**ACTIVITY:** Exactly as written, output each record given below.

Collected data entries
┄┄┄┄┄┄

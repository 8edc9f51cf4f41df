mod kind;
mod manager;
pub mod providers;
mod registry;
mod types;

pub use kind::PaletteKind;
pub use manager::PaletteManager;
pub use registry::PaletteRegistry;
pub use types::{
    PaletteCandidate, PaletteContext, PaletteInputMode, PaletteItemView, PaletteKeyResult,
    PalettePayload, PaletteProvider, PaletteSubmitEffect, PaletteView,
};
use std::time::Instant;

use crossterm::event::{KeyModifiers, MouseButton, MouseEvent, MouseEventKind};

use crate::app::{App, Screen};
use crate::catalog::dataset::sample_dataset;
use crate::command::{ActionId, Command, zoom_wheel};

use super::super::view_ops::RenderFramePlan;
use super::{Headless, next_result, quiet_config, stub_app};

const ROW: u16 = 10;

fn mouse(kind: MouseEventKind, column: u16) -> MouseEvent {
    MouseEvent {
        kind,
        column,
        row: ROW,
        modifiers: KeyModifiers::NONE,
    }
}

/// Presses at `from`, drags to `to` and releases there, all at `now`.
fn gesture(app: &mut App, session: &Headless, from: u16, to: u16, now: Instant) -> Option<Command> {
    let mut redraw = false;
    let pressed = app.handle_mouse_event(
        mouse(MouseEventKind::Down(MouseButton::Left), from),
        session,
        &mut redraw,
        now,
    );
    assert_eq!(pressed, None);
    let dragged = app.handle_mouse_event(
        mouse(MouseEventKind::Drag(MouseButton::Left), to),
        session,
        &mut redraw,
        now,
    );
    assert_eq!(dragged, None);
    app.handle_mouse_event(
        mouse(MouseEventKind::Up(MouseButton::Left), to),
        session,
        &mut redraw,
        now,
    )
}

async fn started_hero() -> App {
    let mut app = stub_app(sample_dataset(), quiet_config());
    app.start("");
    let result = next_result(&mut app).await;
    app.handle_load_result(result, Instant::now());
    app
}

#[tokio::test]
async fn long_drags_on_hero_commit_swipes_both_ways() {
    let mut app = started_hero().await;
    let session = Headless::new(100, 30).expect("test terminal should initialize");
    let now = Instant::now();

    assert_eq!(gesture(&mut app, &session, 70, 20, now), Some(Command::Next));
    assert_eq!(app.state.status.last_action_id, Some(ActionId::Swipe));
    assert_eq!(gesture(&mut app, &session, 20, 70, now), Some(Command::Prev));
    assert!(!app.state.drag.is_dragging());
}

#[tokio::test]
async fn short_drag_snaps_back_without_command() {
    let mut app = started_hero().await;
    let session = Headless::new(100, 30).expect("test terminal should initialize");
    let now = Instant::now();

    assert_eq!(gesture(&mut app, &session, 50, 48, now), None);
    assert!(app.state.drag.is_snapping_back());
}

#[tokio::test]
async fn press_is_refused_while_hero_is_transitioning() {
    let mut app = stub_app(sample_dataset(), quiet_config());
    app.start("");
    assert!(app.state.hero.navigator().is_transitioning());
    let session = Headless::new(100, 30).expect("test terminal should initialize");

    let mut redraw = false;
    let now = Instant::now();
    let pressed = app.handle_mouse_event(
        mouse(MouseEventKind::Down(MouseButton::Left), 70),
        &session,
        &mut redraw,
        now,
    );
    assert_eq!(pressed, None);
    assert!(!app.state.drag.is_dragging());
    assert!(!redraw);

    let released = app.handle_mouse_event(
        mouse(MouseEventKind::Up(MouseButton::Left), 10),
        &session,
        &mut redraw,
        now,
    );
    assert_eq!(released, None);
}

#[tokio::test]
async fn dragging_left_slides_in_the_next_work() {
    let mut app = started_hero().await;
    let mut session = Headless::new(100, 30).expect("test terminal should initialize");
    let now = Instant::now();
    let mut redraw = false;
    app.handle_mouse_event(
        mouse(MouseEventKind::Down(MouseButton::Left), 80),
        &session,
        &mut redraw,
        now,
    );
    app.handle_mouse_event(
        mouse(MouseEventKind::Drag(MouseButton::Left), 40),
        &session,
        &mut redraw,
        now,
    );
    assert!(redraw);

    let next = app
        .state
        .hero
        .navigator()
        .neighbor(1)
        .expect("hero should have a next work");
    let preview = app.neighbor_preview(now).expect("drag should reveal a neighbour");
    assert_eq!(preview.work, next);
    assert_eq!(preview.pixels, None);

    app.render
        .render_frame(
            &mut app.state,
            &mut session,
            RenderFramePlan {
                palette_view: None,
                preview: Some(preview),
                now,
            },
        )
        .expect("render should succeed");
    let title = &app.state.dataset.get(next).expect("work should exist").title;
    assert!(session.text().contains(title.as_str()));
}

#[tokio::test]
async fn zoomed_lightbox_pans_where_unzoomed_one_swipes() {
    let mut app = stub_app(sample_dataset(), quiet_config());
    let session = Headless::new(100, 30).expect("test terminal should initialize");
    let dispatch = app
        .interaction
        .dispatch_command(
            &mut app.state,
            Command::OpenLightbox {
                items: vec![0, 1, 2],
                index: 0,
            },
        )
        .expect("lightbox should open");
    app.apply_effects(dispatch.effects);
    let result = next_result(&mut app).await;
    app.handle_load_result(result, Instant::now());
    assert_eq!(app.state.screen, Screen::Lightbox);

    let now = Instant::now();
    assert_eq!(gesture(&mut app, &session, 70, 20, now), Some(Command::Next));

    zoom_wheel(&mut app.state, true);
    assert!(!app.state.lightbox.accepts_swipe());
    let before = app.state.lightbox.zoom().crop_rect();

    assert_eq!(gesture(&mut app, &session, 50, 40, now), None);
    assert!(!app.state.drag.is_dragging());
    assert!(app.interaction.pointer.pan_anchor.is_none());
    assert_ne!(app.state.lightbox.zoom().crop_rect(), before);
}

┄┄┄┄┄┄

**RESPONSE BELOW:**
repository 8edc9f51cf4f41df
mod kind;
mod manager;
pub mod providers;
mod registry;
mod types;

pub use kind::PaletteKind;
pub use manager::PaletteManager;
pub use registry::PaletteRegistry;
pub use types::{
    PaletteCandidate, PaletteContext, PaletteInputMode, PaletteItemView, PaletteKeyResult,
    PalettePayload, PaletteProvider, PaletteSubmitEffect, PaletteView,
};
use std::time::Instant;

use crossterm::event::{KeyModifiers, MouseButton, MouseEvent, MouseEventKind};

use crate::app::{App, Screen};
use crate::catalog::dataset::sample_dataset;
use crate::command::{ActionId, Command, zoom_wheel};

use super::super::view_ops::RenderFramePlan;
use super::{Headless, next_result, quiet_config, stub_app};

const ROW: u16 = 10;

fn mouse(kind: MouseEventKind, column: u16) -> MouseEvent {
    MouseEvent {
        kind,
        column,
        row: ROW,
        modifiers: KeyModifiers::NONE,
    }
}

/// Presses at `from`, drags to `to` and releases there, all at `now`.
fn gesture(app: &mut App, session: &Headless, from: u16, to: u16, now: Instant) -> Option<Command> {
    let mut redraw = false;
    let pressed = app.handle_mouse_event(
        mouse(MouseEventKind::Down(MouseButton::Left), from),
        session,
        &mut redraw,
        now,
    );
    assert_eq!(pressed, None);
    let dragged = app.handle_mouse_event(
        mouse(MouseEventKind::Drag(MouseButton::Left), to),
        session,
        &mut redraw,
        now,
    );
    assert_eq!(dragged, None);
    app.handle_mouse_event(
        mouse(MouseEventKind::Up(MouseButton::Left), to),
        session,
        &mut redraw,
        now,
    )
}

async fn started_hero() -> App {
    let mut app = stub_app(sample_dataset(), quiet_config());
    app.start("");
    let result = next_result(&mut app).await;
    app.handle_load_result(result, Instant::now());
    app
}

#[tokio::test]
async fn long_drags_on_hero_commit_swipes_both_ways() {
    let mut app = started_hero().await;
    let session = Headless::new(100, 30).expect("test terminal should initialize");
    let now = Instant::now();

    assert_eq!(gesture(&mut app, &session, 70, 20, now), Some(Command::Next));
    assert_eq!(app.state.status.last_action_id, Some(ActionId::Swipe));
    assert_eq!(gesture(&mut app, &session, 20, 70, now), Some(Command::Prev));
    assert!(!app.state.drag.is_dragging());
}

#[tokio::test]
async fn short_drag_snaps_back_without_command() {
    let mut app = started_hero().await;
    let session = Headless::new(100, 30).expect("test terminal should initialize");
    let now = Instant::now();

    assert_eq!(gesture(&mut app, &session, 50, 48, now), None);
    assert!(app.state.drag.is_snapping_back());
}

#[tokio::test]
async fn press_is_refused_while_hero_is_transitioning() {
    let mut app = stub_app(sample_dataset(), quiet_config());
    app.start("");
    assert!(app.state.hero.navigator().is_transitioning());
    let session = Headless::new(100, 30).expect("test terminal should initialize");

    let mut redraw = false;
    let now = Instant::now();
    let pressed = app.handle_mouse_event(
        mouse(MouseEventKind::Down(MouseButton::Left), 70),
        &session,
        &mut redraw,
        now,
    );
    assert_eq!(pressed, None);
    assert!(!app.state.drag.is_dragging());
    assert!(!redraw);

    let released = app.handle_mouse_event(
        mouse(MouseEventKind::Up(MouseButton::Left), 10),
        &session,
        &mut redraw,
        now,
    );
    assert_eq!(released, None);
}

#[tokio::test]
async fn dragging_left_slides_in_the_next_work() {
    let mut app = started_hero().await;
    let mut session = Headless::new(100, 30).expect("test terminal should initialize");
    let now = Instant::now();
    let mut redraw = false;
    app.handle_mouse_event(
        mouse(MouseEventKind::Down(MouseButton::Left), 80),
        &session,
        &mut redraw,
        now,
    );
    app.handle_mouse_event(
        mouse(MouseEventKind::Drag(MouseButton::Left), 40),
        &session,
        &mut redraw,
        now,
    );
    assert!(redraw);

    let next = app
        .state
        .hero
        .navigator()
        .neighbor(1)
        .expect("hero should have a next work");
    let preview = app.neighbor_preview(now).expect("drag should reveal a neighbour");
    assert_eq!(preview.work, next);
    assert_eq!(preview.pixels, None);

    app.render
        .render_frame(
            &mut app.state,
            &mut session,
            RenderFramePlan {
                palette_view: None,
                preview: Some(preview),
                now,
            },
        )
        .expect("render should succeed");
    let title = &app.state.dataset.get(next).expect("work should exist").title;
    assert!(session.text().contains(title.as_str()));
}

#[tokio::test]
async fn zoomed_lightbox_pans_where_unzoomed_one_swipes() {
    let mut app = stub_app(sample_dataset(), quiet_config());
    let session = Headless::new(100, 30).expect("test terminal should initialize");
    let dispatch = app
        .interaction
        .dispatch_command(
            &mut app.state,
            Command::OpenLightbox {
                items: vec![0, 1, 2],
                index: 0,
            },
        )
        .expect("lightbox should open");
    app.apply_effects(dispatch.effects);
    let result = next_result(&mut app).await;
    app.handle_load_result(result, Instant::now());
    assert_eq!(app.state.screen, Screen::Lightbox);

    let now = Instant::now();
    assert_eq!(gesture(&mut app, &session, 70, 20, now), Some(Command::Next));

    zoom_wheel(&mut app.state, true);
    assert!(!app.state.lightbox.accepts_swipe());
    let before = app.state.lightbox.zoom().crop_rect();

    assert_eq!(gesture(&mut app, &session, 50, 40, now), None);
    assert!(!app.state.drag.is_dragging());
    assert!(app.interaction.pointer.pan_anchor.is_none());
    assert_ne!(app.state.lightbox.zoom().crop_rect(), before);
}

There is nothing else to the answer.